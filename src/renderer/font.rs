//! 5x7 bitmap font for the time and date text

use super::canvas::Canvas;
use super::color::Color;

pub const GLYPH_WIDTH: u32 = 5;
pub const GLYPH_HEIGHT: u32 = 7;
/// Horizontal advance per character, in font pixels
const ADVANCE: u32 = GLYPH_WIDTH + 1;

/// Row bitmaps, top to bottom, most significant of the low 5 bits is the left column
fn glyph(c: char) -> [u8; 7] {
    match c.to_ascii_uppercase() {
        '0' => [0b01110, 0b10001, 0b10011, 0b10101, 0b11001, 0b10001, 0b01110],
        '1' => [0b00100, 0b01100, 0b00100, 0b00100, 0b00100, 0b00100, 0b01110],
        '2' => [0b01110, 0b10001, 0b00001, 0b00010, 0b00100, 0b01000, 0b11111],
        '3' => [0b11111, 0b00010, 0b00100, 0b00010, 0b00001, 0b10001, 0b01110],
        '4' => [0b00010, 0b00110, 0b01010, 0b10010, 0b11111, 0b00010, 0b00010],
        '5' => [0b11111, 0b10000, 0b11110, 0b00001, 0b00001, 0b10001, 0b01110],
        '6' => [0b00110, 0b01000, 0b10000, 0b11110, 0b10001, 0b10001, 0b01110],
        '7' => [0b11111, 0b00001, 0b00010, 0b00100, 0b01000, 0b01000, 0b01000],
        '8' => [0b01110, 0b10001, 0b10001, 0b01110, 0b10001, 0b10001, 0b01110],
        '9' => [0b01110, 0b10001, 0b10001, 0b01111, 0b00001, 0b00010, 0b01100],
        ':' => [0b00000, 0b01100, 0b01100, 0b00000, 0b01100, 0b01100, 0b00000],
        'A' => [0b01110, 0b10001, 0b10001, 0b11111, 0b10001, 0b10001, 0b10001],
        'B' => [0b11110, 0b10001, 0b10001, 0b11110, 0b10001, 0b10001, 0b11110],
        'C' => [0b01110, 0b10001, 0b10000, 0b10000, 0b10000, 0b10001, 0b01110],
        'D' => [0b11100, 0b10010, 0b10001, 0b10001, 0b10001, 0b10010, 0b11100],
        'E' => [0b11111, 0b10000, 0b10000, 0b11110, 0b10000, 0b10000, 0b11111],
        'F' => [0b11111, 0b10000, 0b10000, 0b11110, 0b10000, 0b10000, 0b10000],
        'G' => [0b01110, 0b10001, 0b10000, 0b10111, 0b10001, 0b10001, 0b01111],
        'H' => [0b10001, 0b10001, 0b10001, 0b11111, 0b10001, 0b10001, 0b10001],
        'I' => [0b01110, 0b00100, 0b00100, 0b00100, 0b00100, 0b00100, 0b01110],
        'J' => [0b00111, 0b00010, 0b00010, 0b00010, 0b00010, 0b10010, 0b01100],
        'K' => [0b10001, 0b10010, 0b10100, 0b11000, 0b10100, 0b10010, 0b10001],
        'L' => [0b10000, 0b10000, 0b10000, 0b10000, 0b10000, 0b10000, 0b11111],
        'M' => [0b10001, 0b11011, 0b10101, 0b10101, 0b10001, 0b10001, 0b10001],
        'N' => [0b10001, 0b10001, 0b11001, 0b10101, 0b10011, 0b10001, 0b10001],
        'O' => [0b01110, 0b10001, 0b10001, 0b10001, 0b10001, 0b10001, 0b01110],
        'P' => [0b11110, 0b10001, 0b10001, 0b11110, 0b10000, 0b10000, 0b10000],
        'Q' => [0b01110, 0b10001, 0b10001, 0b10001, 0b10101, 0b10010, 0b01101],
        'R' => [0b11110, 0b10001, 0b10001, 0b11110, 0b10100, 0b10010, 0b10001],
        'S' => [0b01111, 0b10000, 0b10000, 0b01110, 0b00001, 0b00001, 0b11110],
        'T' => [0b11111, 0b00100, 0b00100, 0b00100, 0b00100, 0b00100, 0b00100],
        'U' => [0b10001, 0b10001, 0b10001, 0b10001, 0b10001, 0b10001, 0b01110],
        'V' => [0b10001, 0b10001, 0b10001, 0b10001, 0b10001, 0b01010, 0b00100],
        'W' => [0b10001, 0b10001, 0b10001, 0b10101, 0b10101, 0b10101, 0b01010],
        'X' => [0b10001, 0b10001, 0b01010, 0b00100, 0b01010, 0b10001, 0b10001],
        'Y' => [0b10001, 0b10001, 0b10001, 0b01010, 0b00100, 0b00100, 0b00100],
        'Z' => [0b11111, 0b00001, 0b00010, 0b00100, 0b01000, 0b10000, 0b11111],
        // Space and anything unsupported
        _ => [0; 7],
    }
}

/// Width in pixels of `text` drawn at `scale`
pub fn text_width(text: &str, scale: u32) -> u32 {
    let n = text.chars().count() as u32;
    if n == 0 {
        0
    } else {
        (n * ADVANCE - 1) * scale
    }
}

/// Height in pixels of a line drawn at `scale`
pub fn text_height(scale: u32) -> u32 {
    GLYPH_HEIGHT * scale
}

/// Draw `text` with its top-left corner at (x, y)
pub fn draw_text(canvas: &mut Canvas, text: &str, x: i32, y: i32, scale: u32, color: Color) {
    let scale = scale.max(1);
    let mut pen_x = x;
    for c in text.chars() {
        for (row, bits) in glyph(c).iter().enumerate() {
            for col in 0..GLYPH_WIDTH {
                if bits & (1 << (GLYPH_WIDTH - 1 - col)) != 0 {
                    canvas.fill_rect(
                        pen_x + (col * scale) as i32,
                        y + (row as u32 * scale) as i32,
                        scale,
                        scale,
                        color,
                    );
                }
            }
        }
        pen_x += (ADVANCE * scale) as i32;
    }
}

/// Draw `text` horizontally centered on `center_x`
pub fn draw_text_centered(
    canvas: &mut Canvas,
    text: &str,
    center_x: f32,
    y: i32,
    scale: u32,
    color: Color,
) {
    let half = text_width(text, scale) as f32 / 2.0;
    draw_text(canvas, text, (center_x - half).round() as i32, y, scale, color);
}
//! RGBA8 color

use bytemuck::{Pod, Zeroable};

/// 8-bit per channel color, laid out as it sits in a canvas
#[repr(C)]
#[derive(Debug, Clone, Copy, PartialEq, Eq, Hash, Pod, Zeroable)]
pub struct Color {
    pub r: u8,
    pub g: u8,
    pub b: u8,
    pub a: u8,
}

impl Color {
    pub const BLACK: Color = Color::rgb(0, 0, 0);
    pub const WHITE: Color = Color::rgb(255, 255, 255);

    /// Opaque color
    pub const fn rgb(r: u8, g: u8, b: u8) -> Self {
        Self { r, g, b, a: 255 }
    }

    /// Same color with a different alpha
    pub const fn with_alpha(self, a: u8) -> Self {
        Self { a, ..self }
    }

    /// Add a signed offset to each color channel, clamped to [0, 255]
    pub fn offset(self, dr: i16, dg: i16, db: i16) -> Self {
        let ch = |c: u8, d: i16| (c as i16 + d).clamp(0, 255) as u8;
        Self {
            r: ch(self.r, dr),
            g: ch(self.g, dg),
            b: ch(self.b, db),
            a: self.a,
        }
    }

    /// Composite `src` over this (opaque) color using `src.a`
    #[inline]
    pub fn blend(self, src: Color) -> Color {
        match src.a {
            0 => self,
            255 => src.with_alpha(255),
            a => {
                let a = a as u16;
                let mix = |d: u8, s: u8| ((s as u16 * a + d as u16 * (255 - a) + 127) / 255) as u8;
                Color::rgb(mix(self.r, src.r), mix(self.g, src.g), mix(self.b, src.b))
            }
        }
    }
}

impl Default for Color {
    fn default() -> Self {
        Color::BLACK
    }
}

☆ ☆ ☆

Task statement: Look through the entries and return every line where "Zeroable" appears.

Written answer:
use bytemuck::{Pod, Zeroable};
#[derive(Debug, Clone, Copy, PartialEq, Eq, Hash, Pod, Zeroable)]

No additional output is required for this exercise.